## AIM OF THE TASK
Transcribe the records below exactly, from their first line through the line containing "#[instrument(skip(self))]". Omit every line after it.

## DATA TO USE

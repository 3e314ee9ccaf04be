//! Core domain types for tic-tac-toe.

use crate::error::MoveError;
use serde::{Deserialize, Serialize};
use tracing::instrument;

/// Side of the board.
pub const SIDE: usize = 3;

/// Number of cells on the board.
pub const CELL_COUNT: usize = SIDE * SIDE;

/// Token placed by a player.
#[derive(
    Debug,
    Clone,
    Copy,
    PartialEq,
    Eq,
    Hash,
    Serialize,
    Deserialize,
    derive_more::Display,
    strum::EnumIter,
)]
pub enum Token {
    /// Token X (always moves first).
    #[display("X")]
    X,
    /// Token O (moves second).
    #[display("O")]
    O,
}

impl Token {
    /// Returns the other token.
    pub fn opponent(self) -> Self {
        match self {
            Token::X => Token::O,
            Token::O => Token::X,
        }
    }
}

/// A 0-indexed (row, column) coordinate on the board.
#[derive(Debug, Clone, Copy, PartialEq, Eq, Hash, Serialize, Deserialize, derive_more::Display)]
#[display("({row}, {col})")]
pub struct Coord {
    /// Row, 0 at the top.
    pub row: usize,
    /// Column, 0 at the left.
    pub col: usize,
}

impl Coord {
    /// Creates a coordinate.
    pub const fn new(row: usize, col: usize) -> Self {
        Self { row, col }
    }
}

/// 3x3 tic-tac-toe board.
///
/// Cells only ever go from empty to occupied; [`Board::place`] refuses to
/// touch an occupied cell.
#[derive(Debug, Clone, Default, PartialEq, Eq, Serialize, Deserialize)]
pub struct Board {
    cells: [[Option<Token>; SIDE]; SIDE],
}

impl Board {
    /// Creates a new empty board.
    pub fn new() -> Self {
        Self::default()
    }

    /// Gets the token at the given coordinate, `None` when empty or off the board.
    pub fn get(&self, coord: Coord) -> Option<Token> {
        self.cells
            .get(coord.row)
            .and_then(|row| row.get(coord.col))
            .copied()
            .flatten()
    }

    /// Checks if the cell at the coordinate is on the board and empty.
    pub fn is_empty(&self, coord: Coord) -> bool {
        coord.row < SIDE && coord.col < SIDE && self.cells[coord.row][coord.col].is_none()
    }

    /// Places a token on an empty cell.
    #[instrument(skip(self))]
    pub fn place(&mut self, coord: Coord, token: Token) -> Result<(), MoveError> {
        let cell = self
            .cells
            .get_mut(coord.row)
            .and_then(|row| row.get_mut(coord.col))
            .ok_or(MoveError::CoordOutOfRange(coord))?;

        if let Some(existing) = *cell {
            return Err(MoveError::CellOccupied(coord, existing));
        }

        *cell = Some(token);
        Ok(())
    }

    #[cfg(test)]
    pub(crate) fn cells_mut(&mut self) -> &mut [[Option<Token>; SIDE]; SIDE] {
        &mut self.cells
    }

    /// Returns one row of the board, or `None` past the last row.
    pub fn row(&self, row: usize) -> Option<[Option<Token>; SIDE]> {
        self.cells.get(row).copied()
    }

    /// Returns one column of the board, or `None` past the last column.
    pub fn column(&self, col: usize) -> Option<[Option<Token>; SIDE]> {
        (col < SIDE).then(|| [self.cells[0][col], self.cells[1][col], self.cells[2][col]])
    }

    /// Top-left to bottom-right diagonal.
    pub fn main_diagonal(&self) -> [Option<Token>; SIDE] {
        [self.cells[0][0], self.cells[1][1], self.cells[2][2]]
    }

    /// Top-right to bottom-left diagonal.
    pub fn anti_diagonal(&self) -> [Option<Token>; SIDE] {
        [self.cells[0][2], self.cells[1][1], self.cells[2][0]]
    }

    /// Number of cells holding the given token.
    pub fn count(&self, token: Token) -> usize {
        self.cells
            .iter()
            .flatten()
            .filter(|cell| **cell == Some(token))
            .count()
    }

    /// Number of occupied cells.
    pub fn played(&self) -> usize {
        self.cells.iter().flatten().filter(|cell| cell.is_some()).count()
    }

    /// Checks if every cell is occupied.
    pub fn is_full(&self) -> bool {
        self.played() == CELL_COUNT
    }

    /// Formats the board one row per line, cells separated by a space.
    pub fn render(&self, empty_glyph: char) -> String {
        self.cells
            .iter()
            .map(|row| {
                row.iter()
                    .map(|cell| match cell {
                        Some(token) => token.to_string(),
                        None => empty_glyph.to_string(),
                    })
                    .collect::<Vec<_>>()
                    .join(" ")
            })
            .collect::<Vec<_>>()
            .join("\n")
    }
}

impl std::fmt::Display for Board {
    fn fmt(&self, f: &mut std::fmt::Formatter<'_>) -> std::fmt::Result {
        write!(f, "{}", self.render('-'))
    }
}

## RESPONSE BELOW
repository 3e314ee9ccaf04be
//! Core domain types for tic-tac-toe.

use crate::error::MoveError;
use serde::{Deserialize, Serialize};
use tracing::instrument;

/// Side of the board.
pub const SIDE: usize = 3;

/// Number of cells on the board.
pub const CELL_COUNT: usize = SIDE * SIDE;

/// Token placed by a player.
#[derive(
    Debug,
    Clone,
    Copy,
    PartialEq,
    Eq,
    Hash,
    Serialize,
    Deserialize,
    derive_more::Display,
    strum::EnumIter,
)]
pub enum Token {
    /// Token X (always moves first).
    #[display("X")]
    X,
    /// Token O (moves second).
    #[display("O")]
    O,
}

impl Token {
    /// Returns the other token.
    pub fn opponent(self) -> Self {
        match self {
            Token::X => Token::O,
            Token::O => Token::X,
        }
    }
}

/// A 0-indexed (row, column) coordinate on the board.
#[derive(Debug, Clone, Copy, PartialEq, Eq, Hash, Serialize, Deserialize, derive_more::Display)]
#[display("({row}, {col})")]
pub struct Coord {
    /// Row, 0 at the top.
    pub row: usize,
    /// Column, 0 at the left.
    pub col: usize,
}

impl Coord {
    /// Creates a coordinate.
    pub const fn new(row: usize, col: usize) -> Self {
        Self { row, col }
    }
}

/// 3x3 tic-tac-toe board.
///
/// Cells only ever go from empty to occupied; [`Board::place`] refuses to
/// touch an occupied cell.
#[derive(Debug, Clone, Default, PartialEq, Eq, Serialize, Deserialize)]
pub struct Board {
    cells: [[Option<Token>; SIDE]; SIDE],
}

impl Board {
    /// Creates a new empty board.
    pub fn new() -> Self {
        Self::default()
    }

    /// Gets the token at the given coordinate, `None` when empty or off the board.
    pub fn get(&self, coord: Coord) -> Option<Token> {
        self.cells
            .get(coord.row)
            .and_then(|row| row.get(coord.col))
            .copied()
            .flatten()
    }

    /// Checks if the cell at the coordinate is on the board and empty.
    pub fn is_empty(&self, coord: Coord) -> bool {
        coord.row < SIDE && coord.col < SIDE && self.cells[coord.row][coord.col].is_none()
    }

    /// Places a token on an empty cell.
    #[instrument(skip(self))]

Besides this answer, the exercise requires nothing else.